2009-10-15 Thread Tony Nelson
On 09-10-15 16:28:03, charles zeitler wrote:
> thanks for the info.
> 
> On Thu, Oct 15, 2009 at 12:30 PM, Tony Nelson
>  wrote:
> > On 09-10-15 01:29:22, charles zeitler wrote:
> >> when trying to copy a certain file, i get the message:
> >> cp: reading 'file' :  Input/output error
> >
> > It is likely that the disk has one or more bad blocks.  Use
> > `smartctl -a /dev/sdx` to see all the data (or -A to see only the
> > attributes) and look at the raw values of Current_Pending_Sector 
> > and Reallocated_Event_Count.  The first reflects unfixed problems, 
> > and the second fixed problems.  If both numbers are low,
> 
> 13 & 0

13 is a bit high considering that it reflects only the bad blocks that 
have been noticed, but it could still be from a single bad area.  The 
results from the long test will help decide.
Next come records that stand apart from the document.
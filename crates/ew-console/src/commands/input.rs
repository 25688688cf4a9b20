/*
[INPUT]:  Prompter plus the current session
[OUTPUT]: Validated command arguments (account/asset, destination, wallet names)
[POS]:    Command layer - shared prompt sequences
[UPDATE]: When several commands need the same prompt sequence
*/

use ew_console_adapter::{Destination, OneTimeAddress};
use tracing::debug;

use crate::display;
use crate::error::{ConsoleError, Result};
use crate::prompt::Prompter;
use crate::session::ConsoleContext;
use crate::storage::sanitize_alias_name;

const DEFAULT_ASSET_ID: &str = "XRP_TEST";

/// Free text prompt labelled `Enter {name}`
pub fn ask(prompter: &mut dyn Prompter, name: &str, default: Option<&str>) -> Result<String> {
    prompter.input(&format!("Enter {name}"), default)
}

/// Like [`ask`], but re-prompts until the answer is not blank
pub fn ask_required(prompter: &mut dyn Prompter, name: &str) -> Result<String> {
    loop {
        let value = ask(prompter, name, None)?;
        let value = value.trim();
        if !value.is_empty() {
            return Ok(value.to_string());
        }
        display::notice(&format!("{name} is required."));
    }
}

/// Numeric prompt, re-asked until the answer parses
pub fn ask_number(prompter: &mut dyn Prompter, name: &str, default: Option<&str>) -> Result<u32> {
    loop {
        let raw = ask(prompter, name, default)?;
        match raw.trim().parse::<u32>() {
            Ok(value) => return Ok(value),
            Err(_) => display::notice(&format!("'{}' is not a valid {name}.", raw.trim())),
        }
    }
}

pub fn account_id(prompter: &mut dyn Prompter) -> Result<u32> {
    ask_number(prompter, "account ID", Some("0"))
}

pub fn asset_id(prompter: &mut dyn Prompter) -> Result<String> {
    ask(prompter, "asset ID", Some(DEFAULT_ASSET_ID))
}

/// Account id, then an asset picked from that account's assets
///
/// Falls back to free input when the assets cannot be listed.
pub async fn account_and_asset(
    ctx: &ConsoleContext,
    prompter: &mut dyn Prompter,
) -> Result<(u32, String)> {
    let account = account_id(prompter)?;
    let assets = match ctx.wallet()?.asset_ids(account).await {
        Ok(assets) if !assets.is_empty() => Some(assets),
        Ok(_) => None,
        Err(err) => {
            debug!(account, error = %err, "asset listing failed, falling back to free input");
            None
        }
    };

    let asset = match assets {
        Some(assets) => {
            let index = prompter.select("Enter assetId", &assets, 0)?;
            assets
                .get(index)
                .cloned()
                .ok_or_else(|| ConsoleError::InvalidInput(format!("no asset at index {index}")))?
        }
        None => asset_id(prompter)?,
    };
    Ok((account, asset))
}

const DESTINATION_TYPES: [&str; 3] = ["VAULT_ACCOUNT", "ONE_TIME_ADDRESS", "END_USER_WALLET"];

/// Transfer destination, by type
pub fn destination(ctx: &ConsoleContext, prompter: &mut dyn Prompter) -> Result<Destination> {
    let types: Vec<String> = DESTINATION_TYPES.iter().map(|t| t.to_string()).collect();
    let destination = match prompter.select("Select destination type", &types, 0)? {
        1 => Destination::OneTimeAddress {
            one_time_address: OneTimeAddress {
                address: ask_required(prompter, "Destination Address")?,
            },
        },
        2 => Destination::EndUserWallet {
            wallet_id: ask(
                prompter,
                "Destination Wallet ID",
                ctx.session.active_wallet_id.as_deref(),
            )?,
            id: ask_number(prompter, "Destination Account ID", Some("0"))?.to_string(),
        },
        _ => Destination::VaultAccount {
            id: ask(prompter, "Vault Account ID", Some("0"))?,
        },
    };
    Ok(destination)
}

/// Offer to save `wallet_id` under a name, unless it already has one
///
/// Loops on the name until it is non-empty and unused. Returns the saved name.
pub async fn offer_wallet_alias(
    ctx: &ConsoleContext,
    prompter: &mut dyn Prompter,
    wallet_id: &str,
) -> Result<Option<String>> {
    if wallet_id.trim().is_empty() || ctx.aliases.is_aliased(wallet_id).await? {
        return Ok(None);
    }
    if !prompter.confirm("Save this wallet ID?", true)? {
        return Ok(None);
    }

    loop {
        let raw = prompter.input("Enter the wallet name:", None)?;
        let name = sanitize_alias_name(&raw);
        match ctx.aliases.add_alias(&name, wallet_id).await {
            Ok(alias) => return Ok(Some(alias.name)),
            Err(ConsoleError::AliasExists(_)) => {
                display::notice("Wallet name already exists. Please enter a different name.");
            }
            Err(ConsoleError::InvalidInput(_)) => {
                display::notice("Wallet name cannot be empty.");
            }
            Err(err) => return Err(err),
        }
    }
}
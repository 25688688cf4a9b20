/*
[INPUT]:  Console context and prompter
[OUTPUT]: Session setup, token refresh, claim administration and wallet summary
[POS]:    Command layer - base tier (always available)
[UPDATE]: When base tier commands change
*/

use ew_console_adapter::{
    AdapterError, CLEAR_CLAIMS, CoreDevice, EmbeddedWallet, Result as AdapterResult,
};
use futures_util::future::try_join_all;
use serde_json::{Value, json};
use tracing::{info, warn};
use uuid::Uuid;

use super::input::{self, offer_wallet_alias};
use crate::display::{self, AccountRow, KeyRow};
use crate::error::{ConsoleError, Result};
use crate::prompt::Prompter;
use crate::session::ConsoleContext;

/// Claim key the wallet id is written under
pub const WALLET_CLAIM_KEY: &str = "wallet_claim";

const CLAIM_SOURCES: [&str; 4] = ["RANDOM", "SAVED", "USER_INPUT", CLEAR_CLAIMS];

pub async fn wallet_summary(ctx: &mut ConsoleContext) -> Result<Value> {
    if !(ctx.session.wallet_ready && ctx.session.device_ready) {
        return Err(ConsoleError::precondition(
            "Must initialize both Embedded Wallet and Core NCW",
        ));
    }
    let wallet = ctx.wallet()?.clone();
    let core = ctx.core()?.clone();
    let needs_wallet = ctx.session.active_wallet_id.is_none();

    let (mut accounts, keys, assigned) = tokio::try_join!(
        fetch_account_rows(&wallet),
        fetch_key_rows(&wallet, &core),
        async {
            if needs_wallet {
                let (assigned, _) = wallet.assign_wallet().await?;
                Ok::<_, AdapterError>(Some(assigned.wallet_id))
            } else {
                Ok(None)
            }
        },
    )?;

    if let Some(wallet_id) = assigned {
        info!(wallet_id = %wallet_id, "wallet assigned for summary");
        ctx.set_active_wallet(Some(wallet_id));
    }

    display::print_wallet_summary(&mut accounts, &keys);
    Ok(json!({ "accounts": accounts, "keys": keys }))
}

async fn fetch_account_rows(wallet: &EmbeddedWallet) -> AdapterResult<Vec<AccountRow>> {
    let account_ids = wallet.account_ids().await?;
    let per_account = try_join_all(account_ids.into_iter().map(|account| async move {
        let assets = wallet.asset_ids(account).await?;
        try_join_all(assets.into_iter().map(|asset| async move {
            let balance = wallet.balance(account, &asset).await?;
            Ok::<_, AdapterError>(AccountRow {
                account_id: account,
                asset_id: asset,
                balance: balance.total,
                available: balance.available,
            })
        }))
        .await
    }))
    .await?;
    Ok(per_account.into_iter().flatten().collect())
}

async fn fetch_key_rows(wallet: &EmbeddedWallet, core: &CoreDevice) -> AdapterResult<Vec<KeyRow>> {
    let (status, backup) = tokio::try_join!(core.keys_status(), wallet.latest_backup())?;
    Ok(status
        .into_values()
        .map(|key| {
            let algorithm = key.algorithm.replacen("CMP_", "", 1);
            KeyRow {
                backup: backup.keys.iter().any(|k| k.algorithm == algorithm),
                key_id: key.key_id,
                status: key.key_status,
                algorithm,
            }
        })
        .collect())
}

pub async fn init_embedded_wallet(
    ctx: &mut ConsoleContext,
    prompter: &mut dyn Prompter,
) -> Result<Value> {
    if ctx.session.wallet_ready {
        display::info_line("EW already initialized");
        return Ok(json!({ "initialized": true }));
    }

    let sdk_logs = if ctx.auto {
        ctx.config.bridge.sdk_logs
    } else {
        prompter.confirm("Enable SDK logs?", ctx.config.bridge.sdk_logs)?
    };
    let response = ctx
        .sdk()
        .initialize(&ctx.config.env, &ctx.config.auth.client_id, sdk_logs)
        .await?;
    ctx.mark_wallet_ready();

    let with_device = ctx.auto || prompter.confirm("Initialize device?", true)?;
    let device = if with_device {
        Some(init_core(ctx, prompter).await?)
    } else {
        None
    };

    Ok(json!({ "initialized": true, "sdk": response, "device": device }))
}

pub async fn init_core(ctx: &mut ConsoleContext, prompter: &mut dyn Prompter) -> Result<Value> {
    ctx.wallet()?;

    let latest = ctx.devices.get_device_id().await?;
    let chosen = if ctx.auto {
        latest.clone()
    } else {
        let answer = prompter.input(
            "Enter device ID (leave blank to generate a random one)",
            latest.as_deref(),
        )?;
        Some(answer.trim().to_string()).filter(|id| !id.is_empty())
    };
    let device_id = chosen.unwrap_or_else(|| Uuid::new_v4().to_string());

    if latest.as_deref() != Some(device_id.as_str()) {
        ctx.devices.set_device_id(&device_id).await?;
    }

    if ctx.session.device_ready && ctx.session.active_device_id.as_deref() == Some(device_id.as_str()) {
        display::info_line("Core already initialized");
        return Ok(json!({ "deviceId": device_id }));
    }

    let response = ctx.wallet()?.initialize_core(&device_id).await?;
    ctx.attach_device(&device_id);
    Ok(json!({ "deviceId": device_id, "core": response }))
}

pub async fn refresh_idp_token(ctx: &mut ConsoleContext) -> Result<Value> {
    let token = ctx.tokens.get_token(true).await?;
    let record = ctx.tokens.snapshot();
    Ok(json!({
        "token": token,
        "issuedAt": record.as_ref().map(|r| r.issued_at().to_rfc3339()),
        "expiresAt": record.as_ref().map(|r| r.expires_at().to_rfc3339()),
    }))
}

fn ask_uid(ctx: &ConsoleContext, prompter: &mut dyn Prompter) -> Result<String> {
    let subject = ctx.config.auth.subject_uid.as_str();
    let default = Some(subject).filter(|uid| !uid.is_empty());
    let uid = prompter.input("Enter the user ID:", default)?;
    let uid = uid.trim();
    if uid.is_empty() {
        return Err(ConsoleError::InvalidInput("user ID is required".to_string()));
    }
    Ok(uid.to_string())
}

pub async fn set_custom_principal_claim(
    ctx: &mut ConsoleContext,
    prompter: &mut dyn Prompter,
) -> Result<Value> {
    let uid = ask_uid(ctx, prompter)?;
    let sources: Vec<String> = CLAIM_SOURCES.iter().map(|s| s.to_string()).collect();

    let claim_value = match prompter.select("Select the claim value:", &sources, 0)? {
        0 => Uuid::new_v4().to_string(),
        1 => {
            let aliases = ctx.aliases.list_aliases().await?;
            if aliases.is_empty() {
                display::notice("No saved wallet IDs found.");
                return Ok(Value::Null);
            }
            let items: Vec<String> = aliases
                .iter()
                .map(|alias| format!("{}: {}", alias.name, alias.id))
                .collect();
            let index = prompter.select("Select the wallet ID:", &items, 0)?;
            aliases
                .get(index)
                .map(|alias| alias.id.clone())
                .ok_or_else(|| ConsoleError::InvalidInput(format!("no saved wallet at index {index}")))?
        }
        2 => {
            let value = input::ask_required(prompter, "the claim value:")?;
            offer_wallet_alias(ctx, prompter, &value).await?;
            value
        }
        _ => CLEAR_CLAIMS.to_string(),
    };

    let claims = ctx
        .claims
        .set_custom_claim(&uid, WALLET_CLAIM_KEY, &claim_value)
        .await?;
    ctx.tokens.get_token(true).await?;

    let cleared = claim_value == CLEAR_CLAIMS;
    ctx.set_active_wallet(if cleared { None } else { Some(claim_value) });

    if ctx.session.device_ready {
        if let Ok(core) = ctx.core() {
            if let Err(err) = core.dispose().await {
                warn!(error = %err, "dispose after claim change failed");
            }
        }
        ctx.detach_device();
    }

    Ok(json!({ "uid": uid, "claims": claims }))
}

pub async fn get_custom_principal_claim(
    ctx: &mut ConsoleContext,
    prompter: &mut dyn Prompter,
) -> Result<Value> {
    let uid = ask_uid(ctx, prompter)?;
    Ok(ctx.claims.get_custom_claims(&uid).await?)
}
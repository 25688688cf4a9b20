/*
[INPUT]:  Typed arguments collected by console commands
[OUTPUT]: Raw embedded-wallet SDK responses
[POS]:    SDK layer - embedded wallet facade (namespace "ew")
[UPDATE]: When the embedded wallet SDK surface changes
*/

use std::sync::Arc;

use serde_json::{Value, json};

use super::types::{
    AccountRef, AssetRef, AssignedWallet, Balance, LatestBackup, Page, TransactionFilter,
    TransactionRequest, decode,
};
use super::{SdkNamespace, SdkTransport};
use crate::http::Result;

/// Embedded wallet operations, forwarded unchanged to the SDK
#[derive(Clone)]
pub struct EmbeddedWallet {
    transport: Arc<dyn SdkTransport>,
}

impl EmbeddedWallet {
    pub fn new(transport: Arc<dyn SdkTransport>) -> Self {
        Self { transport }
    }

    async fn call(&self, method: &str, params: Value) -> Result<Value> {
        self.transport
            .call(SdkNamespace::EmbeddedWallet, method, params)
            .await
    }

    pub async fn initialize(&self, env: &str, auth_client_id: &str, sdk_logs: bool) -> Result<Value> {
        self.call(
            "initialize",
            json!({ "env": env, "authClientId": auth_client_id, "sdkLogs": sdk_logs }),
        )
        .await
    }

    pub async fn initialize_core(&self, device_id: &str) -> Result<Value> {
        self.call("initializeCore", json!({ "deviceId": device_id })).await
    }

    // ### Wallet management

    pub async fn assign_wallet(&self) -> Result<(AssignedWallet, Value)> {
        let raw = self.call("assignWallet", Value::Null).await?;
        let assigned = decode(raw.clone())?;
        Ok((assigned, raw))
    }

    pub async fn create_account(&self) -> Result<Value> {
        self.call("createAccount", Value::Null).await
    }

    pub async fn get_accounts(&self) -> Result<Value> {
        self.call("getAccounts", Value::Null).await
    }

    pub async fn account_ids(&self) -> Result<Vec<u32>> {
        let page: Page<AccountRef> = decode(self.get_accounts().await?)?;
        Ok(page.data.into_iter().map(|a| a.account_id).collect())
    }

    pub async fn get_assets(&self, account_id: u32) -> Result<Value> {
        self.call("getAssets", json!({ "accountId": account_id })).await
    }

    pub async fn asset_ids(&self, account_id: u32) -> Result<Vec<String>> {
        let page: Page<AssetRef> = decode(self.get_assets(account_id).await?)?;
        Ok(page.data.into_iter().map(|a| a.id).collect())
    }

    pub async fn get_asset(&self, account_id: u32, asset_id: &str) -> Result<Value> {
        self.call("getAsset", json!({ "accountId": account_id, "assetId": asset_id }))
            .await
    }

    pub async fn add_asset(&self, account_id: u32, asset_id: &str) -> Result<Value> {
        self.call("addAsset", json!({ "accountId": account_id, "assetId": asset_id }))
            .await
    }

    pub async fn get_balance(&self, account_id: u32, asset_id: &str) -> Result<Value> {
        self.call("getBalance", json!({ "accountId": account_id, "assetId": asset_id }))
            .await
    }

    pub async fn balance(&self, account_id: u32, asset_id: &str) -> Result<Balance> {
        decode(self.get_balance(account_id, asset_id).await?)
    }

    pub async fn refresh_balance(&self, account_id: u32, asset_id: &str) -> Result<Value> {
        self.call(
            "refreshBalance",
            json!({ "accountId": account_id, "assetId": asset_id }),
        )
        .await
    }

    pub async fn get_addresses(&self, account_id: u32, asset_id: &str) -> Result<Value> {
        self.call(
            "getAddresses",
            json!({ "accountId": account_id, "assetId": asset_id }),
        )
        .await
    }

    pub async fn get_device(&self, device_id: &str) -> Result<Value> {
        self.call("getDevice", json!({ "deviceId": device_id })).await
    }

    pub async fn get_latest_backup(&self) -> Result<Value> {
        self.call("getLatestBackup", Value::Null).await
    }

    pub async fn latest_backup(&self) -> Result<LatestBackup> {
        decode(self.get_latest_backup().await?)
    }

    pub async fn get_supported_assets(&self) -> Result<Value> {
        self.call("getSupportedAssets", Value::Null).await
    }

    // ### NFTs

    pub async fn get_nft(&self, id: &str) -> Result<Value> {
        self.call("getNFT", json!({ "id": id })).await
    }

    pub async fn get_owned_nfts(&self) -> Result<Value> {
        self.call("getOwnedNFTs", Value::Null).await
    }

    pub async fn list_owned_assets(&self) -> Result<Value> {
        self.call("listOwnedAssets", Value::Null).await
    }

    pub async fn list_owned_collections(&self) -> Result<Value> {
        self.call("listOwnedCollections", Value::Null).await
    }

    // ### Web3 connections

    pub async fn get_web3_connections(&self) -> Result<Value> {
        self.call("getWeb3Connections", Value::Null).await
    }

    pub async fn create_web3_connection(&self, account_id: u32, uri: &str) -> Result<Value> {
        self.call(
            "createWeb3Connection",
            json!({ "feeLevel": "MEDIUM", "ncwAccountId": account_id, "uri": uri }),
        )
        .await
    }

    pub async fn submit_web3_connection(&self, connection_id: &str, approve: bool) -> Result<Value> {
        self.call(
            "submitWeb3Connection",
            json!({ "connectionId": connection_id, "approve": approve }),
        )
        .await
    }

    pub async fn remove_web3_connection(&self, connection_id: &str) -> Result<Value> {
        self.call(
            "removeWeb3Connection",
            json!({ "connectionId": connection_id }),
        )
        .await
    }

    // ### Transactions

    pub async fn create_transaction(&self, request: &TransactionRequest) -> Result<Value> {
        self.call("createTransaction", serde_json::to_value(request)?).await
    }

    /// Create a transaction from a caller-supplied JSON body
    pub async fn create_transaction_raw(&self, request: Value) -> Result<Value> {
        self.call("createTransaction", request).await
    }

    pub async fn estimate_transaction_fee(&self, request: &TransactionRequest) -> Result<Value> {
        self.call("estimateTransactionFee", serde_json::to_value(request)?)
            .await
    }

    pub async fn get_transaction(&self, tx_id: &str) -> Result<Value> {
        self.call("getTransaction", json!({ "txId": tx_id })).await
    }

    pub async fn get_transactions(&self, filter: &TransactionFilter) -> Result<Value> {
        self.call("getTransactions", serde_json::to_value(filter)?).await
    }

    pub async fn cancel_transaction(&self, tx_id: &str) -> Result<Value> {
        self.call("cancelTransaction", json!({ "txId": tx_id })).await
    }
}

impl std::fmt::Debug for EmbeddedWallet {
    fn fmt(&self, f: &mut std::fmt::Formatter<'_>) -> std::fmt::Result {
        f.debug_struct("EmbeddedWallet").finish_non_exhaustive()
    }
}

#[cfg(test)]
mod tests {
    use super::*;

    use crate::sdk::MockTransport;

    #[tokio::test]
    async fn test_account_ids_decodes_page() {
        let mock = Arc::new(MockTransport::new());
        mock.on(
            SdkNamespace::EmbeddedWallet,
            "getAccounts",
            json!({"data": [{"accountId": 0}, {"accountId": 3}]}),
        );
        let wallet = EmbeddedWallet::new(mock.clone());

        assert_eq!(wallet.account_ids().await.unwrap(), vec![0, 3]);
    }

    #[tokio::test]
    async fn test_assign_wallet_returns_id_and_raw() {
        let mock = Arc::new(MockTransport::new());
        mock.on(
            SdkNamespace::EmbeddedWallet,
            "assignWallet",
            json!({"walletId": "wallet-123"}),
        );
        let wallet = EmbeddedWallet::new(mock.clone());

        let (assigned, raw) = wallet.assign_wallet().await.unwrap();
        assert_eq!(assigned.wallet_id, "wallet-123");
        assert_eq!(raw["walletId"], "wallet-123");
    }

    #[tokio::test]
    async fn test_params_are_forwarded() {
        let mock = Arc::new(MockTransport::new());
        mock.on(SdkNamespace::EmbeddedWallet, "getBalance", json!({"total": "5"}));
        let wallet = EmbeddedWallet::new(mock.clone());

        wallet.get_balance(2, "ETH_TEST5").await.unwrap();
        let calls = mock.calls_to("getBalance");
        assert_eq!(calls.len(), 1);
        assert_eq!(calls[0].params, json!({"accountId": 2, "assetId": "ETH_TEST5"}));
    }
}
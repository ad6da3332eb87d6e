//! Bit-level layout of RFC9562 version 4 and version 7 UUIDs.
//!
//! These functions write and read the fixed fields of a 16-byte UUID buffer. Version and variant
//! stamps only touch their own bits, so they can be applied after the random and timestamp fields
//! are filled without masking the source data first.

use crate::Error;

/// Largest value the 48-bit `unix_ts_ms` field can hold.
pub const MAX_UNIX_TS_MS: u64 = (1 << 48) - 1;

/// Number of nanoseconds in one millisecond.
pub const NANOS_PER_MILLI: u32 = 1_000_000;

/// Overwrites the high nibble of byte 6 with `version`, preserving the low nibble.
pub fn stamp_version(bytes: &mut [u8; 16], version: u8) {
    debug_assert!(version < 16);
    bytes[6] = (bytes[6] & 0x0f) | (version << 4);
}

/// Overwrites the top two bits of byte 8 with `10`, preserving the low six bits.
pub fn stamp_variant(bytes: &mut [u8; 16]) {
    bytes[8] = (bytes[8] & 0x3f) | 0x80;
}

/// Writes the low 48 bits of `unix_ts_ms` into bytes 0-5, most significant byte first.
pub fn write_unix_ts_ms(bytes: &mut [u8; 16], unix_ts_ms: u64) {
    bytes[..6].copy_from_slice(&(unix_ts_ms & MAX_UNIX_TS_MS).to_be_bytes()[2..]);
}

/// Converts the nanoseconds elapsed within the current millisecond into a 12-bit fraction of a
/// millisecond.
///
/// The result never decreases as `sub_ms_nanos` grows, which keeps UUIDs created within the same
/// millisecond in creation order.
pub const fn sub_ms_fraction(sub_ms_nanos: u32) -> u16 {
    debug_assert!(sub_ms_nanos < NANOS_PER_MILLI);
    ((sub_ms_nanos as u64 * 4096) / NANOS_PER_MILLI as u64) as u16
}

/// ORs the 12-bit `rand_a` field into a cleared low nibble of byte 6 and all of byte 7.
pub fn write_rand_a(bytes: &mut [u8; 16], rand_a: u16) {
    bytes[6] = (bytes[6] & 0xf0) | ((rand_a >> 8) as u8 & 0x0f);
    bytes[7] = rand_a as u8;
}

/// Returns the version nibble (high nibble of byte 6).
pub const fn version_nibble(bytes: &[u8; 16]) -> u8 {
    bytes[6] >> 4
}

/// Returns `true` if the top two bits of byte 8 are `10`.
pub const fn has_rfc_variant(bytes: &[u8; 16]) -> bool {
    bytes[8] & 0xc0 == 0x80
}

/// Returns the 48-bit `unix_ts_ms` field stored in bytes 0-5.
pub fn read_unix_ts_ms(bytes: &[u8; 16]) -> u64 {
    let mut buffer = [0u8; 8];
    buffer[2..].copy_from_slice(&bytes[..6]);
    u64::from_be_bytes(buffer)
}

/// Accepts only version 4 or 7 UUIDs of the RFC variant.
pub fn validate(bytes: &[u8; 16]) -> Result<(), Error> {
    match version_nibble(bytes) {
        4 | 7 => {}
        other => return Err(Error::UnsupportedVersion(other)),
    }
    if !has_rfc_variant(bytes) {
        return Err(Error::UnsupportedVariant);
    }
    Ok(())
}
> > I would just keep using the drive, though I would first do a long 
> > test with `smartctl -t long /dev/sdx` (wait until the indicated 
> > time and then do a `smartctl - a /dev/sdx` to see what happened)
> 
> should have more data from this in 4 hours.

OK.

> > and then enabled Automatic Offline
> > Testing with `smartctl -o on /dev/sdx` (this will help keep up with
> > sectors as they go bad, without unnecessary data loss).
> >
> > A program such as ddrescue (`yum install ddrescue`, `info 
> > ddrescue`) may help to salvage the damaged file(s).
>
> the file itself is not important, but i don't want the error
> to migrate to one that is..

That won't happen, as the drive will use a good block to replace the 
bad block when it is written to.  The real question is how many more 
blocks will go bad, and the long test should give a hint about that.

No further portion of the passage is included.